At that time, the Internet was only used by a small number of institutions. Therefore, security was not the most important thing. The protocol was not designed to protect the content of an email or to verify the identity of the sender.
As email usage grew and the Internet expanded, poor SMTP security became a major problem. In the 1990s, spam emails and email fraud were rampant. There was a clear need for improved security protocols to protect email communications.
SSL and TLS
In the mid-1990s, two new protocols were developed to improve the security of Internet communications:
Secure Sockets Layer (SSL): This protocol allows data albania whatsapp number data 5 million to be encrypted, making it difficult for unauthorized persons to read the content of emails.
Transport Layer Security (TLS): This protocol later supplanted SSL by offering greater security and has become the standard for encrypting emails in transit.
When you see “https://” in your browser, it means SSL/TLS is being used to secure the connection.
SPF, DKIM and DMARC
While protecting email in transit is important, there was another key aspect of email security that remained to be seen.
When someone sends you an email from a certain address, how do you know it is who they say they are?
If you receive an email from your brother's email address, how can you say for sure that your brother sent that email?

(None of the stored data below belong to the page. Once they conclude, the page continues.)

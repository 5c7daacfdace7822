pub mod error;
pub mod function_object;
pub mod number_object;
pub mod object;
pub mod object_property;
pub mod operations;
pub mod realm;
pub mod string_object;
pub mod transparent_proxy;
pub mod value;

This is called email spoofing and can be a very serious social engineering attack. To this end, protocols were developed to verify the identity of email senders. Here are the top 3 that are in place today:
SPF : Sender Policy Framework checks whether an email is sent from an authorized server. When an email is received, the receiving server checks the SPF record of the sender's domain to ensure that the email is coming from an authorized source.